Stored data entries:
[Start of section]

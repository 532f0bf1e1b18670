use std::collections::BTreeMap;

use serde::Serialize;

use super::aggregate::{Distribution, ScaleSummary};
use super::catalog::{MISSING_LABEL, UnifiedQuestion};

// ---------------------------------------------------------------------------
// Year-over-year change per canonical category
// ---------------------------------------------------------------------------

#[derive(Debug, Clone, PartialEq, Serialize)]
pub struct CategoryDelta {
    pub category: String,
    pub before_percent: f64,
    pub after_percent: f64,
    /// Percentage-point change, after − before. Unrounded; formatting is the
    /// presentation layer's concern.
    pub diff: f64,
    /// 1-based rank by descending percent within each wave. The missing
    /// bucket is unranked; ties keep catalog order.
    pub rank_before: Option<usize>,
    pub rank_after: Option<usize>,
}

#[derive(Debug, Clone, Copy, PartialEq, Eq, Serialize)]
#[serde(rename_all = "snake_case")]
pub enum NotComputableReason {
    /// The question did not resolve in both waves.
    NotComparable,
    /// One side produced no distribution.
    MissingWave,
    /// One side's filtered set carries (near-)zero weight.
    InsufficientSample,
}

/// A question's delta set: either one entry per canonical category, or an
/// explicit not-computable state. Never an error and never a fault.
#[derive(Debug, Clone, PartialEq, Serialize)]
#[serde(tag = "status", rename_all = "snake_case")]
pub enum DeltaOutcome {
    Computed { categories: Vec<CategoryDelta> },
    NotComputable { reason: NotComputableReason },
}

/// Align the two waves' distributions of one question and compute the
/// per-category change.
pub fn delta(
    question: &UnifiedQuestion,
    before: Option<&Distribution>,
    after: Option<&Distribution>,
) -> DeltaOutcome {
    if !question.comparable {
        return DeltaOutcome::NotComputable {
            reason: NotComputableReason::NotComparable,
        };
    }
    let (Some(before), Some(after)) = (before, after) else {
        return DeltaOutcome::NotComputable {
            reason: NotComputableReason::MissingWave,
        };
    };
    if before.insufficient_sample || after.insufficient_sample {
        return DeltaOutcome::NotComputable {
            reason: NotComputableReason::InsufficientSample,
        };
    }

    let rank_before = ranks(before);
    let rank_after = ranks(after);

    // Both distributions carry the same catalog category order.
    let categories = before
        .shares
        .iter()
        .zip(&after.shares)
        .map(|(b, a)| CategoryDelta {
            category: b.category.clone(),
            before_percent: b.percent,
            after_percent: a.percent,
            diff: a.percent - b.percent,
            rank_before: rank_before.get(b.category.as_str()).copied(),
            rank_after: rank_after.get(a.category.as_str()).copied(),
        })
        .collect();

    DeltaOutcome::Computed { categories }
}

/// Rank real categories by descending percent. Stable sort keeps catalog
/// order on ties; the missing bucket never ranks.
fn ranks(dist: &Distribution) -> BTreeMap<&str, usize> {
    let mut real: Vec<_> = dist
        .shares
        .iter()
        .filter(|s| s.category != MISSING_LABEL)
        .collect();
    real.sort_by(|a, b| b.percent.total_cmp(&a.percent));
    real.iter()
        .enumerate()
        .map(|(i, s)| (s.category.as_str(), i + 1))
        .collect()
}

// ---------------------------------------------------------------------------
// Change of scale means
// ---------------------------------------------------------------------------

#[derive(Debug, Clone, PartialEq, Serialize)]
pub struct ScaleDelta {
    pub before_mean: Option<f64>,
    pub after_mean: Option<f64>,
    /// After − before; `None` when either mean is absent or the question is
    /// not comparable.
    pub diff: Option<f64>,
}

pub fn scale_delta(
    question: &UnifiedQuestion,
    before: Option<&ScaleSummary>,
    after: Option<&ScaleSummary>,
) -> ScaleDelta {
    let before_mean = before.and_then(|s| s.mean);
    let after_mean = after.and_then(|s| s.mean);
    let diff = match (question.comparable, before_mean, after_mean) {
        (true, Some(b), Some(a)) => Some(a - b),
        _ => None,
    };
    ScaleDelta {
        before_mean,
        after_mean,
        diff,
    }
}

[End of section]

EXERCISE INSTRUCTIONS: Return every line holding the word "either" from the records.

RESPONSE AREA:
/// A question's delta set: either one entry per canonical category, or an
    /// After − before; `None` when either mean is absent or the question is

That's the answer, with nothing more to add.